What is needed »
In the listing below, print exactly the lines from the first through the one that contains "logged and does".

Provided material »
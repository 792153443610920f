//! Dispatch of newly added records.

use std::time::Duration;

use tracing::{debug, error, info};

use crate::notify::webhook::Notifier;
use crate::store::FeedRecord;

/// Outcome of one dispatch pass.
#[derive(Debug, Clone, Copy, Default, PartialEq, Eq)]
pub struct DispatchReport {
    /// Records delivered successfully.
    pub sent: usize,
    /// Records whose delivery failed.
    pub failed: usize,
    /// Records skipped because they have no link.
    pub skipped: usize,
}

/// Sends records to a notifier one at a time, pausing between calls to
/// respect the sink's rate limit.
#[derive(Debug, Clone)]
pub struct Dispatcher {
    delay: Duration,
}

impl Dispatcher {
    /// Create a dispatcher that waits `delay` between two deliveries.
    pub fn new(delay: Duration) -> Self {
        Self { delay }
    }

    /// Deliver every record that has a link.
    ///
    /// Records are sent oldest first. A failed delivery is logged and does
    /// not stop the remaining ones.
    pub async fn dispatch<N: Notifier>(&self, notifier: &N, records: &[FeedRecord]) -> DispatchReport {
        let mut report = DispatchReport::default();

        let mut pending: Vec<&FeedRecord> = Vec::with_capacity(records.len());
        for record in records {
            if record.is_dispatchable() {
                pending.push(record);
            } else {
                debug!("Not dispatching {}: no link", record.id);
                report.skipped += 1;
            }
        }
        pending.sort_by(|a, b| {
            a.published_at
                .cmp(&b.published_at)
                .then_with(|| a.id.cmp(&b.id))
        });

        for (index, record) in pending.iter().enumerate() {
            if index > 0 && !self.delay.is_zero() {
                tokio::time::sleep(self.delay).await;
            }

            match notifier.notify(record).await {
                Ok(()) => {
                    info!("Notified: {}", record.title);
                    report.sent += 1;
                }
                Err(e) => {
                    error!("Could not notify {}: {}", record.title, e);
                    report.failed += 1;
                }
            }
        }

        report
    }
}

#[cfg(test)]
mod tests {
    use super::*;
    use crate::error::{RelayError, Result};
    use chrono::NaiveDate;
    use std::cell::RefCell;
    use std::time::Instant;

    #[derive(Default)]
    struct RecordingNotifier {
        calls: RefCell<Vec<String>>,
        fail_on: Option<&'static str>,
    }

    impl Notifier for RecordingNotifier {
        async fn notify(&self, record: &FeedRecord) -> Result<()> {
            self.calls.borrow_mut().push(record.id.clone());
            if self.fail_on == Some(record.id.as_str()) {
                return Err(RelayError::Notify("boom".to_string()));
            }
            Ok(())
        }
    }

    fn record(id: &str, day: u32, link: &str) -> FeedRecord {
        FeedRecord::new(id, id.to_uppercase(), NaiveDate::from_ymd_opt(2024, 5, day).unwrap())
            .with_link(link)
    }

    #[tokio::test]
    async fn test_dispatch_skips_records_without_link() {
        let notifier = RecordingNotifier::default();
        let records = vec![
            record("a", 10, "https://example.com/a"),
            record("local", 10, ""),
        ];

        let report = Dispatcher::new(Duration::ZERO)
            .dispatch(&notifier, &records)
            .await;

        assert_eq!(*notifier.calls.borrow(), vec!["a".to_string()]);
        assert_eq!(
            report,
            DispatchReport {
                sent: 1,
                failed: 0,
                skipped: 1
            }
        );
    }

    #[tokio::test]
    async fn test_dispatch_continues_after_failure() {
        let notifier = RecordingNotifier {
            fail_on: Some("a"),
            ..Default::default()
        };
        let records = vec![
            record("a", 8, "https://example.com/a"),
            record("b", 9, "https://example.com/b"),
            record("c", 10, "https://example.com/c"),
        ];

        let report = Dispatcher::new(Duration::ZERO)
            .dispatch(&notifier, &records)
            .await;

        assert_eq!(notifier.calls.borrow().len(), 3);
        assert_eq!(report.sent, 2);
        assert_eq!(report.failed, 1);
    }

    #[tokio::test]
    async fn test_dispatch_orders_oldest_first() {
        let notifier = RecordingNotifier::default();
        let records = vec![
            record("z", 10, "https://example.com/z"),
            record("b", 9, "https://example.com/b"),
            record("a", 10, "https://example.com/a"),
        ];

        Dispatcher::new(Duration::ZERO)
            .dispatch(&notifier, &records)
            .await;

        assert_eq!(*notifier.calls.borrow(), vec!["b", "a", "z"]);
    }

    #[tokio::test]
    async fn test_dispatch_waits_between_calls() {
        let notifier = RecordingNotifier::default();
        let records = vec![
            record("a", 9, "https://example.com/a"),
            record("b", 10, "https://example.com/b"),
        ];

        let started = Instant::now();
        Dispatcher::new(Duration::from_millis(50))
            .dispatch(&notifier, &records)
            .await;

        // one pause between two calls, none after the last
        assert!(started.elapsed() >= Duration::from_millis(50));
        assert_eq!(notifier.calls.borrow().len(), 2);
    }

    #[tokio::test]
    async fn test_dispatch_nothing() {
        let notifier = RecordingNotifier::default();
        let report = Dispatcher::new(Duration::from_secs(60))
            .dispatch(&notifier, &[])
            .await;
        assert_eq!(report, DispatchReport::default());
    }
}
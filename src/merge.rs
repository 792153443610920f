//! Merge engine.
//!
//! Combines freshly fetched items with the current store under a retention
//! policy. The first sighting of an id wins: an item whose id is already
//! stored is never re-added, which is what keeps repeated runs against an
//! unchanged feed from producing new notifications.

use chrono::NaiveDate;
use tracing::{debug, info, warn};

use crate::datetime::format_date;
use crate::feed::FeedItem;
use crate::retention::RetentionPolicy;
use crate::store::{is_storable_id, FeedRecord, RecordStore};

/// Result of merging one batch of fetched items.
#[derive(Debug, Clone, Default)]
pub struct MergeOutcome {
    /// The next store state.
    pub store: RecordStore,
    /// Records inserted by this merge, in fetch order.
    pub added: Vec<FeedRecord>,
    /// Stored records dropped because they aged out.
    pub pruned: Vec<FeedRecord>,
    /// Fetched items outside the retention window.
    pub expired: usize,
    /// Fetched items without a publication date.
    pub undated: usize,
    /// Fetched items whose id cannot be stored without being altered.
    pub rejected: usize,
    /// Fetched items whose id was already present.
    pub duplicates: usize,
}

/// Drop every record that is expired as of `today`.
///
/// Returns the dropped records.
pub fn prune(store: &mut RecordStore, policy: &RetentionPolicy, today: NaiveDate) -> Vec<FeedRecord> {
    let pruned = store.retain(|record| policy.is_live(record.published_at, today));
    for record in &pruned {
        info!(
            "{} is too old, discarding - {}",
            record.title,
            format_date(&record.published_at)
        );
    }
    pruned
}

/// Merge `fetched` into `current`.
///
/// `current` is pruned first so that aged-out records neither linger nor
/// block items that have since reappeared.
pub fn merge(
    mut current: RecordStore,
    fetched: &[FeedItem],
    policy: &RetentionPolicy,
    today: NaiveDate,
) -> MergeOutcome {
    let pruned = prune(&mut current, policy, today);
    let mut outcome = MergeOutcome {
        store: current,
        pruned,
        ..Default::default()
    };

    for item in fetched {
        if !is_storable_id(&item.guid) {
            warn!("Skipping item with unstorable id {:?}: {}", item.guid, item.title);
            outcome.rejected += 1;
            continue;
        }

        let Some(record) = FeedRecord::from_item(item) else {
            warn!("Skipping item without publication date: {} ({})", item.title, item.guid);
            outcome.undated += 1;
            continue;
        };

        if policy.is_expired(record.published_at, today) {
            debug!(
                "Ignoring expired item: {} - {}",
                record.title,
                format_date(&record.published_at)
            );
            outcome.expired += 1;
            continue;
        }

        if outcome.store.insert_new(record.clone()) {
            info!(
                "Added to store: {} - {}",
                record.title,
                format_date(&record.published_at)
            );
            outcome.added.push(record);
        } else {
            debug!("Already known: {}", record.id);
            outcome.duplicates += 1;
        }
    }

    outcome
}
//! Notification delivery for feedrelay.
//!
//! This module provides the notifier capability, its webhook and dry-run
//! implementations, and the dispatcher that drives them.

pub mod dispatch;
pub mod webhook;

pub use dispatch::{DispatchReport, Dispatcher};
pub use webhook::{
    build_payload, render_message, ConfiguredNotifier, DryRunNotifier, Notifier, WebhookNotifier,
};
//! Configuration module for feedrelay.

use serde::Deserialize;
use std::path::Path;

use crate::retention::{
    PolicyKind, RetentionPolicy, DEFAULT_FUTURE_TOLERANCE_DAYS, DEFAULT_WINDOW_DAYS,
};
use crate::{RelayError, Result};

/// Default configuration file name.
pub const DEFAULT_CONFIG_PATH: &str = "feedrelay.toml";

/// File locations.
#[derive(Debug, Clone, Deserialize)]
pub struct PathsConfig {
    /// Path to the newline-delimited source list.
    #[serde(default = "default_sources_path")]
    pub sources: String,
    /// Path to the record store file.
    #[serde(default = "default_store_path")]
    pub store: String,
}

fn default_sources_path() -> String {
    "sources.txt".to_string()
}

fn default_store_path() -> String {
    "db.txt".to_string()
}

impl Default for PathsConfig {
    fn default() -> Self {
        Self {
            sources: default_sources_path(),
            store: default_store_path(),
        }
    }
}

/// Retention configuration.
#[derive(Debug, Clone, Deserialize)]
pub struct RetentionConfig {
    /// Retention semantics (rolling / same_day).
    #[serde(default = "default_policy_kind")]
    pub policy: PolicyKind,
    /// Length of the rolling window in days.
    #[serde(default = "default_window_days")]
    pub window_days: u32,
    /// How many days into the future an item may be dated.
    #[serde(default = "default_future_tolerance_days")]
    pub future_tolerance_days: u32,
}

fn default_policy_kind() -> PolicyKind {
    PolicyKind::Rolling
}

fn default_window_days() -> u32 {
    DEFAULT_WINDOW_DAYS
}

fn default_future_tolerance_days() -> u32 {
    DEFAULT_FUTURE_TOLERANCE_DAYS
}

impl Default for RetentionConfig {
    fn default() -> Self {
        Self {
            policy: default_policy_kind(),
            window_days: default_window_days(),
            future_tolerance_days: default_future_tolerance_days(),
        }
    }
}

impl RetentionConfig {
    /// Build the retention policy in force.
    pub fn to_policy(&self) -> RetentionPolicy {
        match self.policy {
            PolicyKind::SameDay => RetentionPolicy::SameDay,
            PolicyKind::Rolling => RetentionPolicy::Rolling {
                window_days: self.window_days,
                future_tolerance_days: self.future_tolerance_days,
            },
        }
    }
}

/// Feed fetching configuration.
#[derive(Debug, Clone, Deserialize)]
pub struct FetchConfig {
    /// Total per-source timeout in seconds.
    #[serde(default = "default_fetch_timeout")]
    pub timeout_secs: u64,
    /// Connection timeout in seconds.
    #[serde(default = "default_connect_timeout")]
    pub connect_timeout_secs: u64,
    /// Maximum number of redirects.
    #[serde(default = "default_max_redirects")]
    pub max_redirects: usize,
    /// Maximum feed size in bytes.
    #[serde(default = "default_max_feed_size")]
    pub max_feed_size_bytes: u64,
    /// Pause between two sources in seconds.
    #[serde(default = "default_source_delay")]
    pub source_delay_secs: u64,
    /// User agent sent with each request.
    #[serde(default = "default_user_agent")]
    pub user_agent: String,
}

fn default_fetch_timeout() -> u64 {
    120
}

fn default_connect_timeout() -> u64 {
    10
}

fn default_max_redirects() -> usize {
    5
}

fn default_max_feed_size() -> u64 {
    crate::feed::MAX_FEED_SIZE
}

fn default_source_delay() -> u64 {
    2
}

fn default_user_agent() -> String {
    concat!("feedrelay/", env!("CARGO_PKG_VERSION")).to_string()
}

impl Default for FetchConfig {
    fn default() -> Self {
        Self {
            timeout_secs: default_fetch_timeout(),
            connect_timeout_secs: default_connect_timeout(),
            max_redirects: default_max_redirects(),
            max_feed_size_bytes: default_max_feed_size(),
            source_delay_secs: default_source_delay(),
            user_agent: default_user_agent(),
        }
    }
}

/// Notification configuration.
#[derive(Debug, Clone, Deserialize)]
pub struct NotifyConfig {
    /// Webhook endpoint. Empty means dry mode: records are only logged.
    #[serde(default)]
    pub webhook_url: String,
    /// Pause between two notifications in seconds.
    #[serde(default = "default_notify_delay")]
    pub delay_secs: u64,
    /// Request timeout in seconds.
    #[serde(default = "default_notify_timeout")]
    pub timeout_secs: u64,
}

fn default_notify_delay() -> u64 {
    2
}

fn default_notify_timeout() -> u64 {
    30
}

/// Upper bound for the notification delay.
const MAX_NOTIFY_DELAY_SECS: u64 = 3600;

impl Default for NotifyConfig {
    fn default() -> Self {
        Self {
            webhook_url: String::new(),
            delay_secs: default_notify_delay(),
            timeout_secs: default_notify_timeout(),
        }
    }
}

impl NotifyConfig {
    /// Whether notifications are actually sent.
    pub fn is_live(&self) -> bool {
        !self.webhook_url.is_empty()
    }
}

/// Logging configuration.
#[derive(Debug, Clone, Deserialize)]
pub struct LoggingConfig {
    /// Log level (trace, debug, info, warn, error).
    #[serde(default = "default_log_level")]
    pub level: String,
    /// Write the log to `file` instead of the console.
    #[serde(default)]
    pub debug: bool,
    /// Path to the log file.
    #[serde(default = "default_log_file")]
    pub file: String,
}

fn default_log_level() -> String {
    "info".to_string()
}

fn default_log_file() -> String {
    "logs.txt".to_string()
}

impl Default for LoggingConfig {
    fn default() -> Self {
        Self {
            level: default_log_level(),
            debug: false,
            file: default_log_file(),
        }
    }
}

/// Main configuration structure.
#[derive(Debug, Clone, Deserialize, Default)]
pub struct Config {
    /// File locations.
    #[serde(default)]
    pub paths: PathsConfig,
    /// Retention configuration.
    #[serde(default)]
    pub retention: RetentionConfig,
    /// Fetch configuration.
    #[serde(default)]
    pub fetch: FetchConfig,
    /// Notification configuration.
    #[serde(default)]
    pub notify: NotifyConfig,
    /// Logging configuration.
    #[serde(default)]
    pub logging: LoggingConfig,
}

impl Config {
    /// Load configuration from a TOML file.
    pub fn load<P: AsRef<Path>>(path: P) -> Result<Self> {
        let content = std::fs::read_to_string(path.as_ref()).map_err(RelayError::Io)?;
        Self::parse(&content)
    }

    /// Parse configuration from a TOML string.
    pub fn parse(s: &str) -> Result<Self> {
        toml::from_str(s).map_err(|e| RelayError::Config(format!("config parse error: {e}")))
    }

    /// Apply environment variable overrides to the configuration.
    ///
    /// Supported environment variables (empty values are ignored):
    /// - `WEBHOOK`: webhook endpoint, enables live notifications
    /// - `DEBUG`: boolean, redirects the log to the log file
    /// - `FEEDRELAY_STORE`: record store path
    /// - `FEEDRELAY_SOURCES`: source list path
    pub fn apply_env_overrides(&mut self) {
        if let Some(webhook) = non_empty_env("WEBHOOK") {
            self.notify.webhook_url = webhook;
        }
        if let Some(debug) = non_empty_env("DEBUG") {
            // unparsable values leave the setting untouched
            if let Some(debug) = parse_bool(&debug) {
                self.logging.debug = debug;
            }
        }
        if let Some(store) = non_empty_env("FEEDRELAY_STORE") {
            self.paths.store = store;
        }
        if let Some(sources) = non_empty_env("FEEDRELAY_SOURCES") {
            self.paths.sources = sources;
        }
    }

    /// Validate the configuration.
    ///
    /// Returns an error if:
    /// - the rolling window is zero days long
    /// - the fetch timeout is zero
    /// - the webhook URL is set but is not an http(s) URL
    /// - the notification delay exceeds one hour
    pub fn validate(&self) -> Result<()> {
        if self.retention.policy == PolicyKind::Rolling && self.retention.window_days == 0 {
            return Err(RelayError::Validation(
                "retention.window_days must be at least 1".to_string(),
            ));
        }

        if self.fetch.timeout_secs == 0 {
            return Err(RelayError::Validation(
                "fetch.timeout_secs must be at least 1".to_string(),
            ));
        }

        if self.notify.is_live() {
            let url = url::Url::parse(&self.notify.webhook_url)
                .map_err(|e| RelayError::Validation(format!("invalid webhook URL: {e}")))?;
            if !matches!(url.scheme(), "http" | "https") {
                return Err(RelayError::Validation(format!(
                    "unsupported webhook URL scheme: {}",
                    url.scheme()
                )));
            }
        }

        if self.notify.delay_secs > MAX_NOTIFY_DELAY_SECS {
            return Err(RelayError::Validation(format!(
                "notify.delay_secs must not exceed {MAX_NOTIFY_DELAY_SECS}"
            )));
        }

        Ok(())
    }
}

fn non_empty_env(key: &str) -> Option<String> {
    std::env::var(key).ok().filter(|v| !v.is_empty())
}

/// Parse a boolean switch (`1`, `t`, `true`, `0`, `f`, `false`, any case).
pub fn parse_bool(value: &str) -> Option<bool> {
    match value.trim().to_lowercase().as_str() {
        "1" | "t" | "true" => Some(true),
        "0" | "f" | "false" => Some(false),
        _ => None,
    }
}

Problem solution »
repository 792153443610920f
//! Dispatch of newly added records.

use std::time::Duration;

use tracing::{debug, error, info};

use crate::notify::webhook::Notifier;
use crate::store::FeedRecord;

/// Outcome of one dispatch pass.
#[derive(Debug, Clone, Copy, Default, PartialEq, Eq)]
pub struct DispatchReport {
    /// Records delivered successfully.
    pub sent: usize,
    /// Records whose delivery failed.
    pub failed: usize,
    /// Records skipped because they have no link.
    pub skipped: usize,
}

/// Sends records to a notifier one at a time, pausing between calls to
/// respect the sink's rate limit.
#[derive(Debug, Clone)]
pub struct Dispatcher {
    delay: Duration,
}

impl Dispatcher {
    /// Create a dispatcher that waits `delay` between two deliveries.
    pub fn new(delay: Duration) -> Self {
        Self { delay }
    }

    /// Deliver every record that has a link.
    ///
    /// Records are sent oldest first. A failed delivery is logged and does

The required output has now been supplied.